Stored data entries:
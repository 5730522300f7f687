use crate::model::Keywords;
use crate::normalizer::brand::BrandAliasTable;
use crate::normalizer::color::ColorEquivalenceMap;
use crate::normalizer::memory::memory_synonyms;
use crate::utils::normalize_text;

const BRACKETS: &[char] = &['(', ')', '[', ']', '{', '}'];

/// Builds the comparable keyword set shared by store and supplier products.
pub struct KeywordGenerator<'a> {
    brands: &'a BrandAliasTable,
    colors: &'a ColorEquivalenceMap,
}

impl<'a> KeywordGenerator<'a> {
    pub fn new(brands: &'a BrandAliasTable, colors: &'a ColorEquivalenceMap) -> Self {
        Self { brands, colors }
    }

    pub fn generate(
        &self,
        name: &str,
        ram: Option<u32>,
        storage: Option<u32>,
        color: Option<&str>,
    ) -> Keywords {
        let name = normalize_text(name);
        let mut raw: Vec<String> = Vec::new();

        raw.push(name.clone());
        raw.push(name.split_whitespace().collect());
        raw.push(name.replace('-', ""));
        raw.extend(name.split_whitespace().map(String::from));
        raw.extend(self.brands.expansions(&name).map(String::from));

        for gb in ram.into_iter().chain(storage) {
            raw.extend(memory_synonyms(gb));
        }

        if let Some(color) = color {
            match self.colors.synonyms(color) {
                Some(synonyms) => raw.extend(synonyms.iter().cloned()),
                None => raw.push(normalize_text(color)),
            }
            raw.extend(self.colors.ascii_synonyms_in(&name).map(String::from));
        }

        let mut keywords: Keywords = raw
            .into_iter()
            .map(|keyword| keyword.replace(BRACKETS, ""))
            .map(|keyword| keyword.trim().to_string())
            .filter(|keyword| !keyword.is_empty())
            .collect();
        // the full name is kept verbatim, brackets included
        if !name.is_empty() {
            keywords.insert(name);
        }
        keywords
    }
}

---

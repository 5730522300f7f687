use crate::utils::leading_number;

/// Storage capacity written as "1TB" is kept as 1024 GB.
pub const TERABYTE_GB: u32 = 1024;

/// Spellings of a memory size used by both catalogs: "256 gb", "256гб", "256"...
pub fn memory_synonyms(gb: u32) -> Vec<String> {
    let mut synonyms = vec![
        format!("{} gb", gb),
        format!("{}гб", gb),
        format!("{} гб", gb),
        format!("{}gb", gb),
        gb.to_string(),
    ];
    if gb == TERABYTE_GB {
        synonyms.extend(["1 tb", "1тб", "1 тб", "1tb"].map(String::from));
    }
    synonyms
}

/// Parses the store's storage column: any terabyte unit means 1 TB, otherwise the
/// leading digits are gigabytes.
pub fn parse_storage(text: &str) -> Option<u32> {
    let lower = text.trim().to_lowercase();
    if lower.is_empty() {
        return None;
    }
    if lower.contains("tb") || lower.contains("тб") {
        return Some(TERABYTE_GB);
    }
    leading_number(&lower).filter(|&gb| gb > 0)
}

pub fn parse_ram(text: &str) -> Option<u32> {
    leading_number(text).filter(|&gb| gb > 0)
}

EXERCISE AIM:
Across the entries above, how many lines include the word "utils"? Give only the number.

TASK RESULT:
2